Lo stesso argomento in dettaglio: Prima guerra mitridatica.

L'espansionismo da parte di Mitridate era iniziata verso la fine dell'89 a.C., con due vittorie sulle forze prima del re di Bitinia, Nicomede IV e poi contro lo stesso Manio Aquilio, a capo della delegazione e dell'esercito romano in Asia Minore. L'anno successivo Mitridate decise di continuare nel suo progetto di occupazione dell'intera penisola anatolica, ripartendo dalla Frigia. La sua avanzata proseguì, passando dalla Frigia alla Misia, e toccando quelle parti di Asia che erano state recentemente acquisite dai Romani. Poi mandò i suoi ufficiali per le province adiacenti, sottomettendo la Licia, la Panfilia, ed il resto della Ionia.[3]

A Laodicea sul fiume Lico, dove la città stava ancora resistendo, grazie al contributo del proconsole Quinto Oppio, Mitridate fece questo annuncio sotto le mura della città:

«Il Re Mitridate promette agli abitanti di Laodicea che non subiranno alcuna angheria, se gli consegneranno [il procuratore] Oppio.»

Dopo questo annuncio, gli abitanti di Laodicea lasciarono liberi i mercenari, ed inviarono Oppio con i suoi littori a Mitridate, il quale però decise di risparmiare il generale romano.[3][4]

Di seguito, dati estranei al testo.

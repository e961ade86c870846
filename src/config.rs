//! Centralized configuration: Redis keys, static defaults, and the engine
//! options read from the environment at startup.

use crate::error::{Result, WatchdogError};
use serde::{Deserialize, Serialize};
use std::env;

/// **Redis Key Prefixes:** identify categories of data stored in Redis.
pub mod key {
    /// Hash of global ban entries, field per user id (`"wd:gban"`).
    pub const GBAN_KEY: &str = "wd:gban";
    /// Set of global owner user ids (`"wd:owners"`).
    pub const OWNERS_KEY: &str = "wd:owners";
    /// Set of globally trusted user ids (`"wd:trusted"`).
    pub const GLOBAL_TRUSTED_KEY: &str = "wd:trusted";
    /// Hash of administered chats, field per chat id (`"wd:chats"`).
    pub const CHATS_KEY: &str = "wd:chats";
    /// Prefix for per-chat role hashes (e.g. `"wd:roles:<chat_id>"`).
    pub const ROLES_PREFIX: &str = "wd:roles:";
    /// Prefix for per-user reconciliation sets (e.g. `"wd:reconciled:<user_id>"`).
    pub const RECONCILED_PREFIX: &str = "wd:reconciled:";
    /// Hash of pending captcha snapshots, field per `<user>:<chat>` (`"wd:captcha"`).
    pub const CAPTCHA_KEY: &str = "wd:captcha";
    /// Prefix for processed-event markers (e.g. `"wd:event:<event_id>"`).
    pub const EVENT_PREFIX: &str = "wd:event:";
}

/// **Role Names:** string forms of roles as stored in Redis role hashes.
pub mod role_name {
    pub const ADMIN: &str = "admin";
    pub const TRUSTED: &str = "trusted";
    pub const MUTED: &str = "muted";
}

/// Seconds a processed-event marker is kept before expiry.
pub const EVENT_MARKER_TTL: u64 = 24 * 60 * 60;

/// Interval between captcha expiry sweeps, in seconds.
pub const CAPTCHA_SWEEP_INTERVAL: u64 = 30;

/// Interval between flood/duplicate window reclamation sweeps, in seconds.
pub const WINDOW_SWEEP_INTERVAL: u64 = 300;

/// Base delay for enforcement retry backoff, in milliseconds.
pub const BACKOFF_BASE_MS: u64 = 500;

/// Default rule file consulted when `RULES_FILE` is not set.
pub const DEFAULT_RULES_FILE: &str = "rules.json";

/// The four score thresholds mapping a raw spam score to an action tier.
///
/// Thresholds must be positive and strictly ascending; a score at or above
/// `ban` recommends a ban, and so on down to `warn`.
#[derive(Debug, Clone, Copy, Serialize, Deserialize)]
pub struct TierThresholds {
    pub warn: f64,
    pub delete: f64,
    pub mute: f64,
    pub ban: f64,
}

impl TierThresholds {
    fn validate(&self) -> Result<()> {
        if self.warn <= 0.0 {
            return Err(WatchdogError::Config(
                "spam_tier_thresholds.warn must be positive".into(),
            ));
        }
        if !(self.warn < self.delete && self.delete < self.mute && self.mute < self.ban) {
            return Err(WatchdogError::Config(format!(
                "spam tier thresholds must be strictly ascending, got \
                 warn={} delete={} mute={} ban={}",
                self.warn, self.delete, self.mute, self.ban
            )));
        }
        Ok(())
    }
}

/// Per-signal weights applied by the spam scorer.
#[derive(Debug, Clone, Copy, Serialize, Deserialize)]
pub struct SignalWeights {
    /// Multiplier for the pattern-matcher severity total.
    pub pattern: f64,
    /// Contribution per effective link (plain, shortener, invite).
    pub link: f64,
    /// Contribution of an excessive-capitalization message.
    pub caps: f64,
    /// Contribution of a repeated-message hit.
    pub duplicate: f64,
    /// Contribution of a disposable phone/username hit.
    pub disposable: f64,
}

impl SignalWeights {
    fn validate(&self) -> Result<()> {
        for (name, w) in [
            ("pattern", self.pattern),
            ("link", self.link),
            ("caps", self.caps),
            ("duplicate", self.duplicate),
            ("disposable", self.disposable),
        ] {
            if !w.is_finite() || w < 0.0 {
                return Err(WatchdogError::Config(format!(
                    "signal weight '{}' must be a non-negative number, got {}",
                    name, w
                )));
            }
        }
        Ok(())
    }
}

/// Engine options read once at startup (and on explicit reload).
///
/// Every value has a default; a value that is *present but invalid* fails
/// startup instead of silently falling back.
#[derive(Debug, Clone)]
pub struct EngineConfig {
    pub flood_window_seconds: u64,
    pub flood_max_events: usize,
    /// Idle flood windows older than this are reclaimed by the sweep.
    pub flood_idle_ttl_seconds: u64,
    pub tier_thresholds: TierThresholds,
    pub weights: SignalWeights,
    /// One of `text`, `math`, `button`, `voice`.
    pub captcha_kind: String,
    pub captcha_timeout_seconds: u64,
    pub captcha_max_retries: u32,
    /// Lookback window for the duplicate-message signal.
    pub duplicate_window_seconds: u64,
    /// Repeats of the same text within the lookback that trip the signal.
    pub duplicate_max_repeats: usize,
    /// Caps ratio above which the capitalization signal fires.
    pub caps_min_ratio: f64,
    /// Bounded attempt count for enforcement calls.
    pub enforcement_max_attempts: u32,
    /// Optional external disposable-number lookup endpoint.
    pub disposable_lookup_url: Option<String>,
    /// Whether a failed/timed-out lookup counts as clean (`true`) or dirty.
    pub disposable_fail_open: bool,
    /// Timeout for the disposable lookup call, in milliseconds.
    pub disposable_timeout_ms: u64,
    /// Whether a global Trusted role outranks a chat-local Muted role.
    pub trusted_overrides_mute: bool,
    pub rules_file: String,
    pub redis_url: String,
}

impl EngineConfig {
    /// Load the configuration from the environment, validating every value.
    pub fn from_env() -> Result<Self> {
        let cfg = EngineConfig {
            flood_window_seconds: env_u64("FLOOD_WINDOW_SECONDS", 60)?,
            flood_max_events: env_u64("FLOOD_MAX_EVENTS", 5)? as usize,
            flood_idle_ttl_seconds: env_u64("FLOOD_IDLE_TTL_SECONDS", 3600)?,
            tier_thresholds: TierThresholds {
                warn: env_f64("SPAM_THRESHOLD_WARN", 3.0)?,
                delete: env_f64("SPAM_THRESHOLD_DELETE", 6.0)?,
                mute: env_f64("SPAM_THRESHOLD_MUTE", 9.0)?,
                ban: env_f64("SPAM_THRESHOLD_BAN", 14.0)?,
            },
            weights: SignalWeights {
                pattern: env_f64("WEIGHT_PATTERN", 1.0)?,
                link: env_f64("WEIGHT_LINK", 2.0)?,
                caps: env_f64("WEIGHT_CAPS", 1.5)?,
                duplicate: env_f64("WEIGHT_DUPLICATE", 2.0)?,
                disposable: env_f64("WEIGHT_DISPOSABLE", 3.0)?,
            },
            captcha_kind: env_string("CAPTCHA_KIND", "button"),
            captcha_timeout_seconds: env_u64("CAPTCHA_TIMEOUT_SECONDS", 300)?,
            captcha_max_retries: env_u64("CAPTCHA_MAX_RETRIES", 3)? as u32,
            duplicate_window_seconds: env_u64("DUPLICATE_WINDOW_SECONDS", 600)?,
            duplicate_max_repeats: env_u64("DUPLICATE_MAX_REPEATS", 3)? as usize,
            caps_min_ratio: env_f64("CAPS_MIN_RATIO", 0.7)?,
            enforcement_max_attempts: env_u64("ENFORCEMENT_MAX_ATTEMPTS", 5)? as u32,
            disposable_lookup_url: env::var("DISPOSABLE_LOOKUP_URL").ok(),
            disposable_fail_open: env_bool("DISPOSABLE_FAIL_OPEN", true)?,
            disposable_timeout_ms: env_u64("DISPOSABLE_TIMEOUT_MS", 1500)?,
            trusted_overrides_mute: env_bool("TRUSTED_OVERRIDES_MUTE", false)?,
            rules_file: env_string("RULES_FILE", DEFAULT_RULES_FILE),
            redis_url: env_string("REDIS_URL", "redis://127.0.0.1/"),
        };
        cfg.validate()?;
        Ok(cfg)
    }

    pub fn validate(&self) -> Result<()> {
        if self.flood_window_seconds == 0 {
            return Err(WatchdogError::Config(
                "flood_window_seconds must be positive".into(),
            ));
        }
        if self.flood_max_events == 0 {
            return Err(WatchdogError::Config(
                "flood_max_events must be positive".into(),
            ));
        }
        if self.captcha_timeout_seconds == 0 {
            return Err(WatchdogError::Config(
                "captcha_timeout_seconds must be positive".into(),
            ));
        }
        if !matches!(
            self.captcha_kind.as_str(),
            "text" | "math" | "button" | "voice"
        ) {
            return Err(WatchdogError::Config(format!(
                "captcha_kind must be one of text/math/button/voice, got '{}'",
                self.captcha_kind
            )));
        }
        if !(0.0..=1.0).contains(&self.caps_min_ratio) {
            return Err(WatchdogError::Config(format!(
                "caps_min_ratio must be within 0..=1, got {}",
                self.caps_min_ratio
            )));
        }
        if self.enforcement_max_attempts == 0 {
            return Err(WatchdogError::Config(
                "enforcement_max_attempts must be positive".into(),
            ));
        }
        self.tier_thresholds.validate()?;
        self.weights.validate()?;
        Ok(())
    }
}

impl Default for EngineConfig {
    /// Defaults used when no environment overrides are present.
    fn default() -> Self {
        EngineConfig {
            flood_window_seconds: 60,
            flood_max_events: 5,
            flood_idle_ttl_seconds: 3600,
            tier_thresholds: TierThresholds {
                warn: 3.0,
                delete: 6.0,
                mute: 9.0,
                ban: 14.0,
            },
            weights: SignalWeights {
                pattern: 1.0,
                link: 2.0,
                caps: 1.5,
                duplicate: 2.0,
                disposable: 3.0,
            },
            captcha_kind: "button".to_string(),
            captcha_timeout_seconds: 300,
            captcha_max_retries: 3,
            duplicate_window_seconds: 600,
            duplicate_max_repeats: 3,
            caps_min_ratio: 0.7,
            enforcement_max_attempts: 5,
            disposable_lookup_url: None,
            disposable_fail_open: true,
            disposable_timeout_ms: 1500,
            trusted_overrides_mute: false,
            rules_file: DEFAULT_RULES_FILE.to_string(),
            redis_url: "redis://127.0.0.1/".to_string(),
        }
    }
}

fn env_string(name: &str, default: &str) -> String {
    env::var(name).unwrap_or_else(|_| default.to_string())
}

fn env_u64(name: &str, default: u64) -> Result<u64> {
    match env::var(name) {
        Ok(raw) => raw.trim().parse::<u64>().map_err(|_| {
            WatchdogError::Config(format!("{} must be an unsigned integer, got '{}'", name, raw))
        }),
        Err(_) => Ok(default),
    }
}

fn env_f64(name: &str, default: f64) -> Result<f64> {
    match env::var(name) {
        Ok(raw) => raw.trim().parse::<f64>().map_err(|_| {
            WatchdogError::Config(format!("{} must be a number, got '{}'", name, raw))
        }),
        Err(_) => Ok(default),
    }
}

fn env_bool(name: &str, default: bool) -> Result<bool> {
    match env::var(name) {
        Ok(raw) => match raw.trim().to_ascii_lowercase().as_str() {
            "true" | "1" | "yes" => Ok(true),
            "false" | "0" | "no" => Ok(false),
            _ => Err(WatchdogError::Config(format!(
                "{} must be a boolean, got '{}'",
                name, raw
            ))),
        },
        Err(_) => Ok(default),
    }
}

Non molto tempo dopo Mitridate riuscì a catturare anche Manio Aquilio, che egli riteneva il principale responsabile di questa guerra e lo uccise barbaramente.[5][6]

Sembra che a questo punto, la maggior parte delle città della Asia si arresero al conquistatore pontico, accogliendolo come un liberatore dalle popolazioni locali, stanche del malgoverno romano, identificato da molti nella ristretta cerchia dei pubblicani. Rodi, invece, rimase fedele a Roma.

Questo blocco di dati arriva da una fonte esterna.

use csv::ReaderBuilder;
use log::warn;
use serde::{Deserialize, Serialize};

/// Embedded CDC alcohol indicator dataset for all 50 states plus DC.
pub static CSV_OBJECT: &str = include_str!("../../fixtures/cdc_alcohol_by_state.csv");

/// A single indicator value for one region.
/// - `Recorded(f64)`: a finite numeric measurement
/// - `NoData`: blank, unparseable, or otherwise missing
#[derive(Debug, PartialEq, Clone, Copy, Serialize, Deserialize)]
pub enum IndicatorValue {
    Recorded(f64),
    NoData,
}

impl IndicatorValue {
    /// Coerce raw CSV text to a value. Blank cells and the usual missing-data
    /// markers become `NoData`, as does anything that does not parse to a
    /// finite number.
    pub fn coerce(raw: &str) -> IndicatorValue {
        let trimmed = raw.trim();
        match trimmed.to_lowercase().as_str() {
            "" | "null" | "n/a" | "na" | "---" => return IndicatorValue::NoData,
            _ => {}
        }
        match trimmed.parse::<f64>() {
            Ok(v) if v.is_finite() => IndicatorValue::Recorded(v),
            _ => IndicatorValue::NoData,
        }
    }

    pub fn as_f64(&self) -> Option<f64> {
        match self {
            IndicatorValue::Recorded(v) => Some(*v),
            IndicatorValue::NoData => None,
        }
    }

    pub fn is_no_data(&self) -> bool {
        matches!(self, IndicatorValue::NoData)
    }
}

/// One tabular row as loaded: region key plus raw column text, kept
/// un-coerced until the join attaches values to region records.
#[derive(Debug, PartialEq, Clone)]
pub struct IndicatorRow {
    pub code: String,
    pub name: String,
    /// (column header, raw cell text) for every column after code and name.
    pub raw: Vec<(String, String)>,
}

impl IndicatorRow {
    /// Raw text for a column, if the row has it.
    pub fn raw_value(&self, column: &str) -> Option<&str> {
        self.raw
            .iter()
            .find(|(header, _)| header == column)
            .map(|(_, value)| value.as_str())
    }

    /// Get indicator rows from the embedded CSV.
    pub fn get_row_vector() -> Vec<IndicatorRow> {
        if let Ok(rows) = IndicatorRow::parse_indicator_csv(CSV_OBJECT) {
            rows
        } else {
            panic!("failed to parse embedded indicator csv")
        }
    }

    /// Parse a CSV string of indicator data into rows.
    ///
    /// Expected columns: `code,name,<one column per attribute code>`.
    /// Rows with a blank region code are skipped.
    pub fn parse_indicator_csv(csv_object: &str) -> Result<Vec<IndicatorRow>, csv::Error> {
        let mut rdr = ReaderBuilder::new()
            .delimiter(b',')
            .has_headers(true)
            .from_reader(csv_object.as_bytes());
        let headers = rdr.headers()?.clone();
        let mut rows: Vec<IndicatorRow> = Vec::new();
        for record in rdr.records() {
            let rho = record?;
            let code = rho.get(0).unwrap_or("").trim().to_string();
            if code.is_empty() {
                warn!("indicator row with blank region code skipped");
                continue;
            }
            let name = rho.get(1).unwrap_or("").trim().to_string();
            let raw = headers
                .iter()
                .enumerate()
                .skip(2)
                .map(|(i, header)| {
                    (
                        header.trim().to_string(),
                        rho.get(i).unwrap_or("").to_string(),
                    )
                })
                .collect();
            rows.push(IndicatorRow { code, name, raw });
        }
        Ok(rows)
    }
}

#[cfg(test)]
mod tests {
    use super::*;

    #[test]
    fn test_coerce_recorded() {
        assert_eq!(IndicatorValue::coerce("13.1"), IndicatorValue::Recorded(13.1));
        assert_eq!(IndicatorValue::coerce("  42 "), IndicatorValue::Recorded(42.0));
    }

    #[test]
    fn test_coerce_no_data() {
        assert_eq!(IndicatorValue::coerce(""), IndicatorValue::NoData);
        assert_eq!(IndicatorValue::coerce("N/A"), IndicatorValue::NoData);
        assert_eq!(IndicatorValue::coerce("---"), IndicatorValue::NoData);
        assert_eq!(IndicatorValue::coerce("twelve"), IndicatorValue::NoData);
        assert_eq!(IndicatorValue::coerce("NaN"), IndicatorValue::NoData);
        assert_eq!(IndicatorValue::coerce("inf"), IndicatorValue::NoData);
    }

    #[test]
    fn test_embedded_row_vector() {
        let rows = IndicatorRow::get_row_vector();
        assert_eq!(rows.len(), 51);
        let wisconsin = rows.iter().find(|r| r.code == "WI").unwrap();
        assert_eq!(wisconsin.name, "Wisconsin");
        assert_eq!(wisconsin.raw_value("binge_pct"), Some("24.2"));
        // DC has an intentionally blank per-capita cell
        let dc = rows.iter().find(|r| r.code == "DC").unwrap();
        assert_eq!(dc.raw_value("per_capita_gal"), Some(""));
    }

    #[test]
    fn test_parse_skips_blank_code() {
        let csv = "code,name,x\nCA,California,1.0\n,Nowhere,2.0\n";
        let rows = IndicatorRow::parse_indicator_csv(csv).unwrap();
        assert_eq!(rows.len(), 1);
        assert_eq!(rows[0].code, "CA");
    }
}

Non appena queste notizie giunsero a Roma, il Senato emise una solenne dichiarazione di guerra contro il re del Ponto, seppure nell'Urbe vi fossero gravi dissensi tra le due principali fazioni interne alla Res publica (degli Optimates e dei Populares) ed una guerra sociale non fosse stata del tutto condotta a termine. Si procedette, quindi, a decretare a quale dei due consoli, sarebbe spettato il governo della provincia d'Asia, e questa toccò in sorte a Lucio Cornelio Silla.[7]

Mitridate, preso possesso della maggior parte dell'Asia Minore, dispose che tutti coloro, liberi o meno, che parlavano una lingua italica, fossero barbaramente trucidati, non solo quindi i pochi soldati romani rimasti a presidio delle guarnigioni locali. 80.000 tra cittadini romani e non, furono massacrati nelle due ex-province romane d'Asia e Cilicia (episodio noto come Vespri asiatici).[4][7][8]

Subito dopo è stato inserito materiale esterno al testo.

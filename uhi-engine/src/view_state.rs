//! The single currently-expressed attribute.

use std::fmt;

use uhi_cdc::attribute::AttributeCatalog;

/// Rejection of an attribute code that is not in the catalog.
#[derive(Debug, PartialEq, Clone)]
pub struct InvalidAttribute(pub String);

impl fmt::Display for InvalidAttribute {
    fn fmt(&self, f: &mut fmt::Formatter<'_>) -> fmt::Result {
        write!(f, "unknown attribute code: {}", self.0)
    }
}

impl std::error::Error for InvalidAttribute {}

/// Holds the one attribute code all views currently express.
///
/// Always a valid catalog code: construction takes the catalog's default
/// and `set_expressed` rejects anything the catalog does not contain,
/// leaving the previous value in place.
#[derive(Debug, PartialEq, Clone)]
pub struct ViewState {
    expressed: String,
}

impl ViewState {
    pub fn new(catalog: &AttributeCatalog) -> Self {
        ViewState {
            expressed: catalog.default_code().to_string(),
        }
    }

    pub fn current(&self) -> &str {
        &self.expressed
    }

    /// Switch the expressed attribute. Fails without any state change if
    /// `code` is not a catalog code.
    pub fn set_expressed(
        &mut self,
        code: &str,
        catalog: &AttributeCatalog,
    ) -> Result<(), InvalidAttribute> {
        if !catalog.contains(code) {
            return Err(InvalidAttribute(code.to_string()));
        }
        self.expressed = code.to_string();
        Ok(())
    }
}

#[cfg(test)]
mod tests {
    use super::*;

    #[test]
    fn test_initializes_to_first_catalog_code() {
        let catalog = AttributeCatalog::cdc_alcohol();
        let state = ViewState::new(&catalog);
        assert_eq!(state.current(), "binge_pct");
    }

    #[test]
    fn test_set_expressed_valid() {
        let catalog = AttributeCatalog::cdc_alcohol();
        let mut state = ViewState::new(&catalog);
        assert!(state.set_expressed("heavy_pct", &catalog).is_ok());
        assert_eq!(state.current(), "heavy_pct");
    }

    #[test]
    fn test_set_expressed_invalid_leaves_state() {
        let catalog = AttributeCatalog::cdc_alcohol();
        let mut state = ViewState::new(&catalog);
        let err = state.set_expressed("bogus", &catalog).unwrap_err();
        assert_eq!(err, InvalidAttribute("bogus".to_string()));
        assert_eq!(state.current(), "binge_pct");
    }
}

La situazione precipitò ulteriormente, quando a seguito delle ribellioni nella provincia asiatica, insorse anche l'Acaia. Il governo della stessa Atene, fu rovesciato da un certo Atenione, che poi si dimostrò a favore di Mitridate, meritandosi dallo stesso il titolo di amico.[9] Il re del Ponto appariva ai loro occhi come un liberatore della grecità, quasi fosse un nuovo Alessandro Magno.

Nel corso dell'inverno dell'88/87 a.C. infatti, la flotta pontica, sotto la guida dell'ammiraglio Archelao, invadeva Delo (che si era ribellata ad Atene) e restituiva tutte le sue roccaforti agli Ateniesi. In questo modo Mitridate portò a sé stesso nuove alleanze oltre che tra gli Achei, anche tra Lacedemoni e Beoti (tranne la città di Thespiae, che fu subito dopo stretta d'assedio). Allo stesso tempo, Metrofane, che era stato inviato da Mitridate con un altro esercito, devastò i territori dell'Eubea, oltre al territorio di Demetriade e Magnesia, che si erano rifiutate di seguire il re del Ponto.[10] Il grosso delle armate romane non poté però intervenire in Acaia, se non ad anno inoltrato,[9] a causa dei difficili scontri interni tra la fazione dei populares, capitanate da Gaio Mario, e quella degli optimates, condotta da Lucio Cornelio Silla. Alla fine ebbe la meglio quest'ultimo, il quale ottenne che venisse affidata a lui la conduzione della guerra contro il re del Ponto.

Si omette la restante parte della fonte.